4023. When that sum of £10 is paid to them, is there a standing account against them at any of your shops?-No; the men are quite clear. For instance, in the case of the 'Labrador' for the past year, the men's wages and oil-money came, to £221, 7s. 4d., and we had not an account standing against any of them in our books.
4024. Do you state that in all cases referred to in that excerpt from your books, the sums stated as having been paid in cash were paid in full, and that at the time when they were paid there was no account due to your firm by the men?-Yes; there was not one farthing due when these sums were paid.
4025. Because it might very well happen that you had an account against them, although the cash was paid at the time in presence of the superintendent?-I understand what you mean, but the accounts will show that the men were all clear at the date of the payment.
4026. Is that at the date when the final releases were signed?-No. The final release is only signed when they get their second payment of oil-money. The second payment of oil-money is comparatively trifling, only a few shillings to each man; and they have before then been paid up their whole earnings to within 10s. or 15s. or 20s.

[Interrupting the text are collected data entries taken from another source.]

#[cfg(test)]
mod tests {
    use super::*;
    use crate::clock::ManualClock;
    use chrono::TimeZone;

    fn engine() -> (TimerEngine<ManualClock>, ManualClock) {
        let clock = ManualClock::new(Utc.with_ymd_and_hms(2024, 5, 6, 9, 0, 0).unwrap());
        (TimerEngine::new(TimerConfig::default(), clock.clone()), clock)
    }

    #[test]
    fn start_pause_start() {
        let (mut engine, _clock) = engine();
        assert_eq!(engine.status(), TimerStatus::Idle);

        assert!(engine.start().is_some());
        assert_eq!(engine.status(), TimerStatus::Running);
        assert!(engine.state().deadline.is_some());

        assert!(engine.pause().is_some());
        assert_eq!(engine.status(), TimerStatus::Paused);
        assert!(engine.state().deadline.is_none());

        assert!(engine.start().is_some());
        assert_eq!(engine.status(), TimerStatus::Running);
    }

    #[test]
    fn misuse_is_a_silent_noop() {
        let (mut engine, _clock) = engine();
        assert!(engine.pause().is_none());
        assert!(engine.skip().is_none());
        assert!(engine.tick().is_none());
        engine.start();
        assert!(engine.start().is_none());
    }

    #[test]
    fn remaining_follows_the_clock_not_ticks() {
        let (mut engine, clock) = engine();
        engine.start();
        clock.advance_secs(600);
        assert_eq!(engine.remaining_secs(), 25 * 60 - 600);
    }

    #[test]
    fn pause_rounds_partial_seconds_up() {
        let (mut engine, clock) = engine();
        engine.start();
        clock.advance(Duration::milliseconds(1_500));
        engine.pause();
        assert_eq!(engine.remaining_secs(), 25 * 60 - 1);
    }

    #[test]
    fn expiry_is_detected_after_a_long_suspension() {
        let (mut engine, clock) = engine();
        engine.start();
        clock.advance_secs(3 * 3600);
        let done = engine.tick().expect("expired");
        assert_eq!(done.phase, Phase::Work);
        assert_eq!(done.duration_min, 25);
        assert!(!done.skipped);
        assert_eq!(engine.phase(), Phase::ShortBreak);
        assert_eq!(engine.status(), TimerStatus::Idle);
        assert_eq!(engine.remaining_secs(), 5 * 60);
        assert_eq!(engine.completed_work_count(), 1);
    }

    #[test]
    fn skip_from_paused_completes() {
        let (mut engine, _clock) = engine();
        engine.start();
        engine.pause();
        let done = engine.skip().expect("skipped");
        assert!(done.skipped);
        assert_eq!(done.next_phase, Phase::ShortBreak);
    }

    #[test]
    fn completion_carries_start_of_first_run() {
        let (mut engine, clock) = engine();
        let t0 = clock.now();
        engine.start();
        clock.advance_secs(60);
        engine.pause();
        clock.advance_secs(60);
        engine.start();
        let done = engine.skip().unwrap();
        assert_eq!(done.started_at, t0);
        assert_eq!(done.ended_at, t0 + Duration::seconds(120));
    }

    #[test]
    fn auto_start_breaks_only() {
        let clock = ManualClock::new(Utc.with_ymd_and_hms(2024, 5, 6, 9, 0, 0).unwrap());
        let config = TimerConfig {
            auto_start_breaks: true,
            ..TimerConfig::default()
        };
        let mut engine = TimerEngine::new(config, clock.clone());
        engine.start();
        let done = engine.skip().unwrap();
        assert!(done.auto_started);
        assert_eq!(engine.status(), TimerStatus::Running);

        let done = engine.skip().unwrap();
        assert_eq!(done.phase, Phase::ShortBreak);
        assert!(!done.auto_started);
        assert_eq!(engine.phase(), Phase::Work);
        assert_eq!(engine.status(), TimerStatus::Idle);
    }

    #[test]
    fn reset_rewinds_current_phase() {
        let (mut engine, clock) = engine();
        engine.switch_mode(Phase::LongBreak);
        engine.start();
        clock.advance_secs(120);
        engine.reset();
        assert_eq!(engine.phase(), Phase::LongBreak);
        assert_eq!(engine.status(), TimerStatus::Idle);
        assert_eq!(engine.remaining_secs(), 15 * 60);
        assert!(engine.state().started_at.is_none());
    }

    #[test]
    fn config_change_applies_immediately_only_when_idle() {
        let (mut engine, clock) = engine();
        let longer = TimerConfig {
            work_duration: 50,
            ..TimerConfig::default()
        };
        engine.set_config(longer.clone()).unwrap();
        assert_eq!(engine.remaining_secs(), 50 * 60);

        engine.start();
        clock.advance_secs(60);
        engine.set_config(TimerConfig::default()).unwrap();
        assert_eq!(engine.remaining_secs(), 50 * 60 - 60);
    }

    #[test]
    fn invalid_config_is_rejected_and_previous_kept() {
        let (mut engine, _clock) = engine();
        let bad = TimerConfig {
            short_break_duration: 0,
            ..TimerConfig::default()
        };
        assert!(engine.set_config(bad).is_err());
        assert_eq!(engine.config(), &TimerConfig::default());
    }

    #[test]
    fn restore_repairs_inconsistent_state() {
        let clock = ManualClock::new(Utc.with_ymd_and_hms(2024, 5, 6, 9, 0, 0).unwrap());
        let mut state = TimerState::new(&TimerConfig::default());
        state.status = TimerStatus::Running;
        let engine = TimerEngine::restore(TimerConfig::default(), state, clock);
        assert_eq!(engine.status(), TimerStatus::Paused);
    }

    #[test]
    fn display_formats_minutes_and_seconds() {
        assert_eq!(format_mm_ss(25 * 60), "25:00");
        assert_eq!(format_mm_ss(61), "01:01");
        assert_eq!(format_mm_ss(0), "00:00");
    }
}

4027. Does the abstract account you have given in apply to the state of things at the date of the final discharge of the men?-I think it is taken from our books after the account of each ship was closed, except in the case of 1871, because we had not got their second payment of oil-money for that year, when the excerpt was made.
4028. Are all the accounts closed for 1870?-Yes.
4029. You mean that the men have got payment of the whole of their oil-money, including the second payment, for that year?- Yes; and we have now got the whole of their oil-money for 1871 also.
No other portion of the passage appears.